Porky
A big lie. From the English rhyming slang 'porky pies', which rhymes with lies.
Joe Biden and Michelle Obama repeated porkies about President Obama's mother at the Democrat National Convention. Porkies which originated with Barack Obama.
Barack, as a young man, they had to sit at the end of his
mother's hospital bed, and watch her fight with their insurance
company at the very same time that she was fighting for her
life.
The actuality was somewhat different.
Obama also often spoke as if he had been at his mother’s side, “watching . . . as she fought cancer in her final days, spending time worrying whether her insurer would claim her illness was a pre-existing condition,” as he said in a 2009 speech to the American Medical Association. “I remember just being heartbroken,” he said in a 2007 campaign appearance, “seeing her struggle.”
But Obama had not seen his mother for some months when she died in a Honolulu hospital in 1995, according to Scott’s book and to friends whom The Washington Post interviewed in 2009. Dunham had returned to Hawaii early that year for treatment of the cancer, which was first misdiagnosed as indigestion in Indonesia, where she had completed field work for her doctoral dissertation in anthropology and had worked for the Ford Foundation in development.
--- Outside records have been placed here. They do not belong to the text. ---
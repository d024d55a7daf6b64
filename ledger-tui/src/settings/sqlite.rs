//! Preferences file.
//!
//! The table is small, so `open` reads all of it into a `DashMap` and reads
//! never go back to disk. Writes go to SQLite first and reach the map only
//! once committed.

use std::path::Path;

use async_sqlite::{Client, ClientBuilder};
use async_trait::async_trait;
use dashmap::DashMap;
use log::debug;

use super::{SettingsBackend, SettingsError};

pub struct SqliteBackend {
    client: Client,
    values: DashMap<String, Vec<u8>>,
}

impl SqliteBackend {
    /// Open (or create) the preferences database at `path`.
    pub async fn open(path: impl AsRef<Path>) -> Result<Self, SettingsError> {
        let path = path.as_ref();
        let client = ClientBuilder::new().path(path).open().await?;

        let rows = client
            .conn(|conn| {
                conn.execute(
                    "CREATE TABLE IF NOT EXISTS preferences (
                        name TEXT PRIMARY KEY,
                        value BLOB NOT NULL
                    )",
                    [],
                )?;
                let mut stmt = conn.prepare("SELECT name, value FROM preferences")?;
                let rows = stmt.query_map([], |row| {
                    Ok((row.get::<_, String>(0)?, row.get::<_, Vec<u8>>(1)?))
                })?;
                rows.collect::<Result<Vec<_>, _>>()
            })
            .await?;

        debug!("Loaded {} preferences from {}", rows.len(), path.display());
        Ok(Self {
            client,
            values: rows.into_iter().collect(),
        })
    }
}

#[async_trait]
impl SettingsBackend for SqliteBackend {
    async fn read(&self, key: &str) -> Result<Option<Vec<u8>>, SettingsError> {
        Ok(self.values.get(key).map(|v| v.clone()))
    }

    async fn write(&self, entries: Vec<(&'static str, Vec<u8>)>) -> Result<(), SettingsError> {
        let rows = entries.clone();
        self.client
            .conn_mut(move |conn| {
                let tx = conn.transaction()?;
                {
                    let mut stmt = tx.prepare(
                        "INSERT INTO preferences (name, value) VALUES (?1, ?2)
                         ON CONFLICT(name) DO UPDATE SET value = excluded.value",
                    )?;
                    for (name, value) in &rows {
                        stmt.execute(rusqlite::params![name, value])?;
                    }
                }
                tx.commit()
            })
            .await?;

        for (name, value) in entries {
            self.values.insert(name.to_string(), value);
        }
        Ok(())
    }
}
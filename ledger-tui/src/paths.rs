//! Platform-specific directory paths.
//!
//! Uses XDG on Linux, standard locations on macOS/Windows.

use std::fs;
use std::path::{Path, PathBuf};

use directories::ProjectDirs;

const QUALIFIER: &str = "dev";
const ORGANIZATION: &str = "gridview";
const APPLICATION: &str = "ledger";

/// Name of the active log file inside the cache directory.
const LATEST_LOG: &str = "latest.log";

/// Maximum number of archived log files to keep.
const MAX_OLD_LOGS: usize = 25;

fn project_dirs() -> Option<ProjectDirs> {
    ProjectDirs::from(QUALIFIER, ORGANIZATION, APPLICATION)
}

/// Directory for persistent application data.
///
/// - Linux: `$XDG_DATA_HOME/ledger` or `~/.local/share/ledger`
/// - macOS: `~/Library/Application Support/dev.gridview.ledger`
/// - Windows: `C:\Users\<User>\AppData\Roaming\gridview\ledger\data`
pub fn data_dir() -> Option<PathBuf> {
    project_dirs().map(|dirs| dirs.data_dir().to_path_buf())
}

/// Directory for regenerable data such as logs.
///
/// - Linux: `$XDG_CACHE_HOME/ledger` or `~/.cache/ledger`
/// - macOS: `~/Library/Caches/dev.gridview.ledger`
/// - Windows: `C:\Users\<User>\AppData\Local\gridview\ledger\cache`
pub fn cache_dir() -> Option<PathBuf> {
    project_dirs().map(|dirs| dirs.cache_dir().to_path_buf())
}

pub fn settings_db() -> Option<PathBuf> {
    data_dir().map(|dir| dir.join("settings.db"))
}

pub fn log_file() -> Option<PathBuf> {
    cache_dir().map(|dir| dir.join(LATEST_LOG))
}

/// Archive `latest.log` under a timestamped name and prune old archives.
///
/// Call this at startup before creating the new log file.
pub fn rotate_logs() {
    let Some(cache) = cache_dir() else { return };
    rotate_logs_in(&cache, chrono::Local::now().naive_local());
}

fn rotate_logs_in(cache: &Path, now: chrono::NaiveDateTime) {
    let latest = cache.join(LATEST_LOG);
    if latest.exists() {
        let archived = cache.join(format!("{}.log", now.format("%Y%m%d_%H%M%S")));
        let _ = fs::rename(&latest, &archived);
    }
    cleanup_old_logs(cache);
}

/// Remove archived logs, oldest first, until at most MAX_OLD_LOGS remain.
fn cleanup_old_logs(cache: &Path) {
    let Ok(entries) = fs::read_dir(cache) else { return };

    let mut logs: Vec<_> = entries
        .filter_map(|e| e.ok())
        .filter(|e| {
            let name = e.file_name();
            let name = name.to_string_lossy();
            name.ends_with(".log") && name != LATEST_LOG
        })
        .collect();

    // Archive names sort chronologically.
    logs.sort_by_key(|e| e.file_name());

    if logs.len() > MAX_OLD_LOGS {
        for entry in logs.iter().take(logs.len() - MAX_OLD_LOGS) {
            let _ = fs::remove_file(entry.path());
        }
    }
}
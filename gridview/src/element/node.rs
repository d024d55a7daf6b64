use std::collections::HashMap;
use std::sync::atomic::{AtomicU64, Ordering};

use crate::types::{Direction, Edges, Size, Style};

static NEXT_ID: AtomicU64 = AtomicU64::new(0);

fn generate_id(prefix: &str) -> String {
    let id = NEXT_ID.fetch_add(1, Ordering::Relaxed);
    format!("{prefix}-{id}")
}

#[derive(Debug, Clone, Default, PartialEq)]
pub enum Content {
    #[default]
    None,
    Text(String),
    Children(Vec<Element>),
}

#[derive(Debug, Clone, PartialEq)]
pub struct Element {
    // Identity
    pub id: String,

    // Content
    pub content: Content,

    // Layout
    pub width: Size,
    pub height: Size,
    pub padding: Edges,
    pub direction: Direction,
    pub gap: u16,

    // Visual
    pub style: Style,

    // Interaction
    pub focusable: bool,
    pub clickable: bool,
    /// Disabled elements are rendered but never hit-tested or focused.
    pub disabled: bool,

    // Custom data storage (column class names, spans, row keys)
    pub data: HashMap<String, String>,
}

impl Default for Element {
    fn default() -> Self {
        Self {
            id: generate_id("el"),
            content: Content::None,
            width: Size::Auto,
            height: Size::Auto,
            padding: Edges::default(),
            direction: Direction::Column,
            gap: 0,
            style: Style::default(),
            focusable: false,
            clickable: false,
            disabled: false,
            data: HashMap::new(),
        }
    }
}

impl Element {
    pub fn box_() -> Self {
        Self {
            id: generate_id("box"),
            ..Default::default()
        }
    }

    pub fn text(content: impl Into<String>) -> Self {
        Self {
            id: generate_id("text"),
            content: Content::Text(content.into()),
            ..Default::default()
        }
    }

    pub fn col() -> Self {
        Self {
            id: generate_id("col"),
            direction: Direction::Column,
            ..Default::default()
        }
    }

    pub fn row() -> Self {
        Self {
            id: generate_id("row"),
            direction: Direction::Row,
            ..Default::default()
        }
    }

    // Identity
    pub fn id(mut self, id: impl Into<String>) -> Self {
        self.id = id.into();
        self
    }

    // Layout
    pub fn width(mut self, width: Size) -> Self {
        self.width = width;
        self
    }

    pub fn height(mut self, height: Size) -> Self {
        self.height = height;
        self
    }

    pub fn padding(mut self, padding: Edges) -> Self {
        self.padding = padding;
        self
    }

    pub fn gap(mut self, gap: u16) -> Self {
        self.gap = gap;
        self
    }

    // Visual
    pub fn style(mut self, style: Style) -> Self {
        self.style = style;
        self
    }

    // Interaction
    pub fn focusable(mut self, focusable: bool) -> Self {
        self.focusable = focusable;
        self
    }

    pub fn clickable(mut self, clickable: bool) -> Self {
        self.clickable = clickable;
        self
    }

    pub fn disabled(mut self, disabled: bool) -> Self {
        self.disabled = disabled;
        self
    }

    /// Whether the element currently accepts activation.
    pub fn is_interactive(&self) -> bool {
        (self.clickable || self.focusable) && !self.disabled
    }

    // Custom data
    pub fn data(mut self, key: impl Into<String>, value: impl Into<String>) -> Self {
        self.data.insert(key.into(), value.into());
        self
    }

    pub fn get_data(&self, key: &str) -> Option<&String> {
        self.data.get(key)
    }

    /// The text content, if this is a text element.
    pub fn text_content(&self) -> Option<&str> {
        match &self.content {
            Content::Text(text) => Some(text),
            _ => None,
        }
    }

    /// Child elements, empty for text and empty boxes.
    pub fn child_elements(&self) -> &[Element] {
        match &self.content {
            Content::Children(children) => children,
            _ => &[],
        }
    }

    // Children
    pub fn child(mut self, child: Element) -> Self {
        match &mut self.content {
            Content::Children(children) => children.push(child),
            _ => self.content = Content::Children(vec![child]),
        }
        self
    }

    pub fn children(mut self, new_children: impl IntoIterator<Item = Element>) -> Self {
        match &mut self.content {
            Content::Children(children) => children.extend(new_children),
            _ => self.content = Content::Children(new_children.into_iter().collect()),
        }
        self
    }
}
She flew to Memorial Sloan-Kettering hospital in New York for a second opinion and learned her cancer had advanced rapidly. Her son was in Chicago, planning a run for an Illinois state Senate seat.
His mother died Nov. 7, a day before her son arrived.
Obama himself admitted in 2008, after the death of his grandmother, that he never made it to his mother's bedside.
Obama said the decision to go to Hawaii was easy to make, telling CBS that he "got there too late" when his mother died of ovarian cancer in 1995 at 53, and wanted to make sure "that I don't make the same mistake twice."
Biden also repeated the porky that Barack Obama's mother did not have health care insurance. Obama has been repeating that porky for years, despite evidence to the contrary.
“I’ll never forget watching my own mother, as she fought cancer in her final days, spending time worrying about whether her insurer would claim her illness was a preexisting condition so it could get out of providing coverage,” Obama told the American Medical Association in June 2009, a story he repeated often during the push to change the health-care system. Scott, however, uncovers correspondence that indicates Dunham’s fight with her insurance carrier, Cigna, was over disability payments, not coverage. And if her son “watched,” it appears to have been in his mind’s eye, since there is no record presented that he interrupted his state Senate campaign to go to her side.
This is a cold calculating man who will not put himself out personally for others. He pays lip service to 'caring' to further his career/political goals, but in practice, no one ranks highly enough with him to rate any real caring. His only 'caring' is done with other people's money and time.
He was and is willing to exploit his mother for political gain. He was willing to diss his grandmother as she lay dying of cancer (a typical white person). In his memoir he mocked his grandfather incessantly.
"Dreams From My Father" is as imprecise as it is insightful about Obama's early life. Obama offers unusually perceptive and subtle observations of himself and the people around him. Yet, as he readily acknowledged, he rearranged the chronology for his literary purposes and presented a cast of characters made up of composites and pseudonyms. This was to protect people's privacy, he said. Only a select few were not granted that protection, for the obvious reason that he could not blur their identities -- his relatives. And so it is that of all the people in the book, the one who takes it on the chin the most is his maternal grandfather, Stan Dunham.
It is obvious from the memoir, and from interviews with many people who knew the family in Hawaii, that Dunham loved his grandson and did everything he could to support him physically and emotionally. But in the memoir, Gramps comes straight out of the plays of Arthur Miller or Eugene O'Neill, a once-proud soul lost in self-delusion, struggling against the days.
His African family, which he also verbally exploits for political gain, isn't even a blip on his radar. It would take very little to improve the village in Kenya that he uses as a racial backdrop to his fantasy biographies. A small portion of his royalties from the books that he wrote would build a school or a clinic.
Just who does Obama care about? Obviously, Michelle and his children, but who else, really?
Certainly not the unemployed. He has had nearly 4 years to improve their situation and the future economy of this nation, but most of his time has been spent on other things. Golfing, perfecting his bowling so he could beat WH staffers at his 2012 'birthday challenge', crisscrossing the country incessantly (at taxpayer expense) to fundraise.
He even outsourced his 'signature' legislation, The Affordable Health Care Act, to the odious horse trader, Nancy Pelosi. He did not care that the majority of Americans did not want Obamacare then and that the majority does not want it now. He used heart-tugging lies about his mother to try to convince Americans to his position on government mandated healthcare in 2008. He used the same lies when he and his Democrat hench-persons rammed it through in 2010 and he is using those same lies again in 2012.